[Collected data entries]
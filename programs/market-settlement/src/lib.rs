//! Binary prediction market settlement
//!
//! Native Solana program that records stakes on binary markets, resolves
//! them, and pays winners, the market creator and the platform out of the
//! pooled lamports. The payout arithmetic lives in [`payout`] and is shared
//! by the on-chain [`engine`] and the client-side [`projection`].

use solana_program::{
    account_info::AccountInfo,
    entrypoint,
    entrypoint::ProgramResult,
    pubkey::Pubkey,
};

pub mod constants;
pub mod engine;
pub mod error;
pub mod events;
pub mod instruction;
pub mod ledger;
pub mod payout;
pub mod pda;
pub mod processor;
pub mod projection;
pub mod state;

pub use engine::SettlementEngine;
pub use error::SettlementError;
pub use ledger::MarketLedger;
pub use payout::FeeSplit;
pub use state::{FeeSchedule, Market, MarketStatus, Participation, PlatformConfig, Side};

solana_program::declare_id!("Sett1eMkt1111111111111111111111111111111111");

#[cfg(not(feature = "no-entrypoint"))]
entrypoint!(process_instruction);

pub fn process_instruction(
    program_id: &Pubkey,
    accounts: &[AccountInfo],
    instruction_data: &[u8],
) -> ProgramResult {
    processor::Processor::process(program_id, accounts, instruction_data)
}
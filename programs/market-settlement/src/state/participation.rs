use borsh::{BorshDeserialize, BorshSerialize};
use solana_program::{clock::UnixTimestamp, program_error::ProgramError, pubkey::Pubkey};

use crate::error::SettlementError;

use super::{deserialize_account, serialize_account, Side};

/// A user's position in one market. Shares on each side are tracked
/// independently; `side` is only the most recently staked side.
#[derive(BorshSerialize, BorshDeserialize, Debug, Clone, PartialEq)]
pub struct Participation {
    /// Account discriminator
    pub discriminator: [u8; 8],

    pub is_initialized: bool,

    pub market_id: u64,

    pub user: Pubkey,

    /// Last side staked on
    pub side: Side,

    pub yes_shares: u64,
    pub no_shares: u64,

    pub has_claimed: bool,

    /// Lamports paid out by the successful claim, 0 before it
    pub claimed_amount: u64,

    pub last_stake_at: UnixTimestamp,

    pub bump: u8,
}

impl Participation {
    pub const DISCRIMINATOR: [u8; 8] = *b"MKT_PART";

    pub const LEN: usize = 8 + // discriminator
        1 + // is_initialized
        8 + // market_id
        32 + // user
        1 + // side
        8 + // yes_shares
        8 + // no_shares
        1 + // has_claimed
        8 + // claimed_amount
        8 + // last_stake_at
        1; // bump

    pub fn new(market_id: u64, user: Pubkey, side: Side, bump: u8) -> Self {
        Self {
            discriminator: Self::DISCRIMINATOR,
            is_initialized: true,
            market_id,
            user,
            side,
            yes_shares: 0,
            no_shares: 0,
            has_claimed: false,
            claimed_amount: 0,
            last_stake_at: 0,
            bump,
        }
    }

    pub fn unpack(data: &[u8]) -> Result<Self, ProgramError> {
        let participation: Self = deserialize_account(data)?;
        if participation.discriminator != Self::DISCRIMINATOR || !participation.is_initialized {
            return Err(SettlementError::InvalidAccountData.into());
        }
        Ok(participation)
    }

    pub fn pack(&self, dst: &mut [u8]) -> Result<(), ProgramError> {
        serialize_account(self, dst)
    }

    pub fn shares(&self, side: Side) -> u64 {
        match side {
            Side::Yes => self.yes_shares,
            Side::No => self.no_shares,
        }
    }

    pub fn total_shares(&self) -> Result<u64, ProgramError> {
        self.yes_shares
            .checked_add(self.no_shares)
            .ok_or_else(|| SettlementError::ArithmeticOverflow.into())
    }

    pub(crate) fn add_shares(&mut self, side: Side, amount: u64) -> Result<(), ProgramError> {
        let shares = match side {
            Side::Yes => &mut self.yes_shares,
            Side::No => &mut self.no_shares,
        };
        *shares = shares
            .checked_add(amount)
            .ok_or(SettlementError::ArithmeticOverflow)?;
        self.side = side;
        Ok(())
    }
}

▸ **EXERCISE**: Copy out every entry, keeping each line exactly as it is.

▸ **RESULT OF THE TASK**:
filename programs/market-settlement/src/lib.rs
//! Binary prediction market settlement
//!
//! Native Solana program that records stakes on binary markets, resolves
//! them, and pays winners, the market creator and the platform out of the
//! pooled lamports. The payout arithmetic lives in [`payout`] and is shared
//! by the on-chain [`engine`] and the client-side [`projection`].

use solana_program::{
    account_info::AccountInfo,
    entrypoint,
    entrypoint::ProgramResult,
    pubkey::Pubkey,
};

pub mod constants;
pub mod engine;
pub mod error;
pub mod events;
pub mod instruction;
pub mod ledger;
pub mod payout;
pub mod pda;
pub mod processor;
pub mod projection;
pub mod state;

pub use engine::SettlementEngine;
pub use error::SettlementError;
pub use ledger::MarketLedger;
pub use payout::FeeSplit;
pub use state::{FeeSchedule, Market, MarketStatus, Participation, PlatformConfig, Side};

solana_program::declare_id!("Sett1eMkt1111111111111111111111111111111111");

#[cfg(not(feature = "no-entrypoint"))]
entrypoint!(process_instruction);

pub fn process_instruction(
    program_id: &Pubkey,
    accounts: &[AccountInfo],
    instruction_data: &[u8],
) -> ProgramResult {
    processor::Processor::process(program_id, accounts, instruction_data)
}
filename programs/market-settlement/src/state/participation.rs
use borsh::{BorshDeserialize, BorshSerialize};
use solana_program::{clock::UnixTimestamp, program_error::ProgramError, pubkey::Pubkey};

use crate::error::SettlementError;

use super::{deserialize_account, serialize_account, Side};

/// A user's position in one market. Shares on each side are tracked
/// independently; `side` is only the most recently staked side.
#[derive(BorshSerialize, BorshDeserialize, Debug, Clone, PartialEq)]
pub struct Participation {
    /// Account discriminator
    pub discriminator: [u8; 8],

    pub is_initialized: bool,

    pub market_id: u64,

    pub user: Pubkey,

    /// Last side staked on
    pub side: Side,

    pub yes_shares: u64,
    pub no_shares: u64,

    pub has_claimed: bool,

    /// Lamports paid out by the successful claim, 0 before it
    pub claimed_amount: u64,

    pub last_stake_at: UnixTimestamp,

    pub bump: u8,
}

impl Participation {
    pub const DISCRIMINATOR: [u8; 8] = *b"MKT_PART";

    pub const LEN: usize = 8 + // discriminator
        1 + // is_initialized
        8 + // market_id
        32 + // user
        1 + // side
        8 + // yes_shares
        8 + // no_shares
        1 + // has_claimed
        8 + // claimed_amount
        8 + // last_stake_at
        1; // bump

    pub fn new(market_id: u64, user: Pubkey, side: Side, bump: u8) -> Self {
        Self {
            discriminator: Self::DISCRIMINATOR,
            is_initialized: true,
            market_id,
            user,
            side,
            yes_shares: 0,
            no_shares: 0,
            has_claimed: false,
            claimed_amount: 0,
            last_stake_at: 0,
            bump,
        }
    }

    pub fn unpack(data: &[u8]) -> Result<Self, ProgramError> {
        let participation: Self = deserialize_account(data)?;
        if participation.discriminator != Self::DISCRIMINATOR || !participation.is_initialized {
            return Err(SettlementError::InvalidAccountData.into());
        }
        Ok(participation)
    }

    pub fn pack(&self, dst: &mut [u8]) -> Result<(), ProgramError> {
        serialize_account(self, dst)
    }

    pub fn shares(&self, side: Side) -> u64 {
        match side {
            Side::Yes => self.yes_shares,
            Side::No => self.no_shares,
        }
    }

    pub fn total_shares(&self) -> Result<u64, ProgramError> {
        self.yes_shares
            .checked_add(self.no_shares)
            .ok_or_else(|| SettlementError::ArithmeticOverflow.into())
    }

    pub(crate) fn add_shares(&mut self, side: Side, amount: u64) -> Result<(), ProgramError> {
        let shares = match side {
            Side::Yes => &mut self.yes_shares,
            Side::No => &mut self.no_shares,
        };
        *shares = shares
            .checked_add(amount)
            .ok_or(SettlementError::ArithmeticOverflow)?;
        self.side = side;
        Ok(())
    }
}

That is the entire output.